[WORK ITEM] How many lines in the data below include the word "https"? Respond with the number, nothing more.

Stored items:
>>>

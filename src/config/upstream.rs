use serde::{Deserialize, Serialize};
use std::time::Duration;

/// Placeholder substituted with the round-robin key in `origin_template`
pub const KEY_PLACEHOLDER: &str = "{key}";

/// Upstream tile service configuration
#[derive(Debug, Clone, Deserialize, Serialize)]
#[serde(default)]
pub struct UpstreamConfig {
    /// Origin for one upstream key, e.g. `https://content-{key}.example.com`
    pub origin_template: String,
    /// Round-robin keys; one persistent connection is kept per key
    pub keys: Vec<String>,
    /// Fixed prefix prepended to the inbound path and query
    pub path_prefix: String,
    /// Optional per-request timeout (seconds); transport defaults apply when absent
    pub request_timeout_secs: Option<u64>,
}

impl Default for UpstreamConfig {
    fn default() -> Self {
        Self {
            origin_template: "https://content-{key}.strava.com".to_string(),
            keys: vec!["a".to_string(), "b".to_string(), "c".to_string()],
            path_prefix: "/identified/globalheat".to_string(),
            request_timeout_secs: None,
        }
    }
}

impl UpstreamConfig {
    /// Validate upstream configuration
    pub fn validate(&self) -> anyhow::Result<()> {
        if self.keys.is_empty() {
            return Err(anyhow::anyhow!("Upstream keys must not be empty"));
        }

        if self.keys.iter().any(|k| k.trim().is_empty()) {
            return Err(anyhow::anyhow!("Upstream keys must not be blank"));
        }

        let mut seen = std::collections::HashSet::new();
        for key in &self.keys {
            if !seen.insert(key.as_str()) {
                return Err(anyhow::anyhow!("Duplicate upstream key '{}'", key));
            }
        }

        if !self.origin_template.contains(KEY_PLACEHOLDER) && self.keys.len() > 1 {
            return Err(anyhow::anyhow!(
                "Upstream origin_template must contain {} when more than one key is configured",
                KEY_PLACEHOLDER
            ));
        }

        for key in &self.keys {
            let origin = self.origin_for(key);
            let uri: hyper::Uri = origin
                .parse()
                .map_err(|e| anyhow::anyhow!("Invalid upstream origin '{}': {}", origin, e))?;
            match uri.scheme_str() {
                Some("http") | Some("https") => {}
                _ => {
                    return Err(anyhow::anyhow!(
                        "Upstream origin '{}' must use http or https",
                        origin
                    ))
                }
            }
            if uri.authority().is_none() {
                return Err(anyhow::anyhow!(
                    "Upstream origin '{}' is missing a host",
                    origin
                ));
            }
        }

        if !self.path_prefix.is_empty() && !self.path_prefix.starts_with('/') {
            return Err(anyhow::anyhow!("Upstream path_prefix must start with '/'"));
        }

        if let Some(0) = self.request_timeout_secs {
            return Err(anyhow::anyhow!(
                "Upstream request_timeout_secs must be greater than 0"
            ));
        }

        Ok(())
    }

    /// Origin (scheme + authority) for a key
    pub fn origin_for(&self, key: &str) -> String {
        self.origin_template.replace(KEY_PLACEHOLDER, key)
    }

    pub fn request_timeout(&self) -> Option<Duration> {
        self.request_timeout_secs.map(Duration::from_secs)
    }
}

<<<

[SOLUTION] 4